She gave him permission, and he began to stretch himself, and so strong and sturdy was he that the iron bands broke asunder and the chest fell to pieces. Looking about them, they saw that they were on an island, which had a high hill, sloping down to a green field, surrounded by a forest. The mother and her son crossed the field and entered the forest, searching for a path that should lead them to some habitation. They found none, however, and were about to return wearied to the meadow, when Tsarevitch Guidon came upon a purse lying on the ground.

Opening it, they found a flint and steel, and were glad, thinking that with a fire they could protect themselves against cold and wild beasts. Tsarevitch Guidon struck the flint and steel together, when instantly there appeared a sharp ax and a huge hammer.
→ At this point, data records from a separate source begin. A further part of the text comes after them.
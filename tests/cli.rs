use std::process::Command;
use tempfile::TempDir;

fn linecount() -> Command {
    let mut command = Command::new(env!("CARGO_BIN_EXE_linecount"));
    command.env_remove("RUST_LOG");
    command
}

#[test]
fn test_logs_stay_off_stdout() {
    let dir = TempDir::new().unwrap();
    let config = dir.path().join("absent.toml");

    let output = linecount()
        .args(["--verbose", "--log-format", "compact", "--validate-config", "--config"])
        .arg(&config)
        .output()
        .unwrap();

    let stdout = String::from_utf8_lossy(&output.stdout);
    let stderr = String::from_utf8_lossy(&output.stderr);
    assert!(output.status.success(), "stderr: {}", stderr);
    assert!(stdout.contains("Configuration is valid"));
    assert!(!stdout.contains("Starting linecount"));
    assert!(stderr.contains("Starting linecount"));
}

#[test]
fn test_print_config_is_valid_toml() {
    let output = linecount().arg("--print-config").output().unwrap();
    assert!(output.status.success());

    let stdout = String::from_utf8_lossy(&output.stdout);
    let parsed: toml::Value = toml::from_str(&stdout).unwrap();
    assert!(parsed.get("source").is_some());
    assert!(parsed.get("params").is_some());
}
use crate::analyzer::{DetectedRegion, MotionOutline, RegionVerdict};
use crate::frame::FrameData;
use std::time::{Duration, Instant};

/// Everything the display needs to draw one iteration
#[derive(Debug, Clone)]
pub struct RenderFrame {
    /// Full-resolution source frame
    pub frame: FrameData,
    /// Raw blob borders, drawn so thresholds can be tuned by eye
    pub outlines: Vec<MotionOutline>,
    pub regions: Vec<AnnotatedRegion>,
    /// Counting line row in full-resolution coordinates
    pub counting_line: i64,
    pub count: u64,
    pub panel: PanelState,
    pub status: Option<StatusToast>,
}

#[derive(Debug, Clone, Copy, PartialEq, Eq)]
pub struct AnnotatedRegion {
    pub region: DetectedRegion,
    pub verdict: RegionVerdict,
}

/// One parameter line in the panel
#[derive(Debug, Clone, PartialEq, Eq)]
pub struct PanelRow {
    pub name: String,
    /// Value already formatted for display
    pub value: String,
    pub selected: bool,
}

#[derive(Debug, Clone, PartialEq, Eq, Default)]
pub struct PanelState {
    pub rows: Vec<PanelRow>,
    pub editing: bool,
}

impl PanelState {
    pub const HELP_LINES: [&'static str; 2] = [
        "Params (up/down: select, right: edit/apply)",
        "Edit: up/+  down/-   S:Save  L:Load  R:Reset  Q:Quit",
    ];

    /// Text for a row, with the editing marker on the selected row
    pub fn row_label(&self, row: &PanelRow) -> String {
        if row.selected && self.editing {
            format!("{}: {}  [EDITING]", row.name, row.value)
        } else {
            format!("{}: {}", row.name, row.value)
        }
    }

    pub fn selected_index(&self) -> Option<usize> {
        self.rows.iter().position(|row| row.selected)
    }
}

/// Transient operator message
#[derive(Debug, Clone, PartialEq, Eq)]
pub struct StatusToast {
    pub text: String,
    pub expires_at: Instant,
}

impl StatusToast {
    pub fn new<S: Into<String>>(text: S, now: Instant, duration: Duration) -> Self {
        Self {
            text: text.into(),
            expires_at: now + duration,
        }
    }

    /// Shown up to and including the expiry instant
    pub fn is_visible(&self, now: Instant) -> bool {
        !self.text.is_empty() && now <= self.expires_at
    }
}

#[cfg(test)]
mod tests {
    use super::*;

    fn panel(editing: bool) -> PanelState {
        PanelState {
            rows: vec![
                PanelRow {
                    name: "countingline".to_string(),
                    value: "620".to_string(),
                    selected: false,
                },
                PanelRow {
                    name: "multiplier".to_string(),
                    value: "1.50".to_string(),
                    selected: true,
                },
            ],
            editing,
        }
    }

    #[test]
    fn test_editing_marker_only_on_selected_row() {
        let panel = panel(true);
        assert_eq!(panel.row_label(&panel.rows[0]), "countingline: 620");
        assert_eq!(panel.row_label(&panel.rows[1]), "multiplier: 1.50  [EDITING]");
        assert_eq!(panel.selected_index(), Some(1));
    }

    #[test]
    fn test_browsing_has_no_marker() {
        let panel = panel(false);
        assert_eq!(panel.row_label(&panel.rows[1]), "multiplier: 1.50");
    }

    #[test]
    fn test_toast_expiry() {
        let now = Instant::now();
        let toast = StatusToast::new("Saved", now, Duration::from_millis(1200));
        assert!(toast.is_visible(now));
        assert!(toast.is_visible(now + Duration::from_millis(1200)));
        assert!(!toast.is_visible(now + Duration::from_millis(1201)));
    }
}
"Here we are, Master," said the ax and hammer. "By God's blessing, by the Order of the Pike, what command wilt thou be pleased to lay upon us?"

"Build us a Palace to live in," answered Guidon, "and fetch us food and drink."

At once the ax flew at the trees and began to chop, square, and sharpen them, and the hammer to pound them into the earth for a foundation; and while the Tsaritsa and the Tsarevitch watched, there began to rise on the edge of the forest a Palace of white stone, with battlemented walls, more splendid than has ever been seen in any Tsardom, richer than can be guessed or imagined, whose like can neither be told in a tale nor written with a pen. They entered it, and found therein whatever the soul could ask.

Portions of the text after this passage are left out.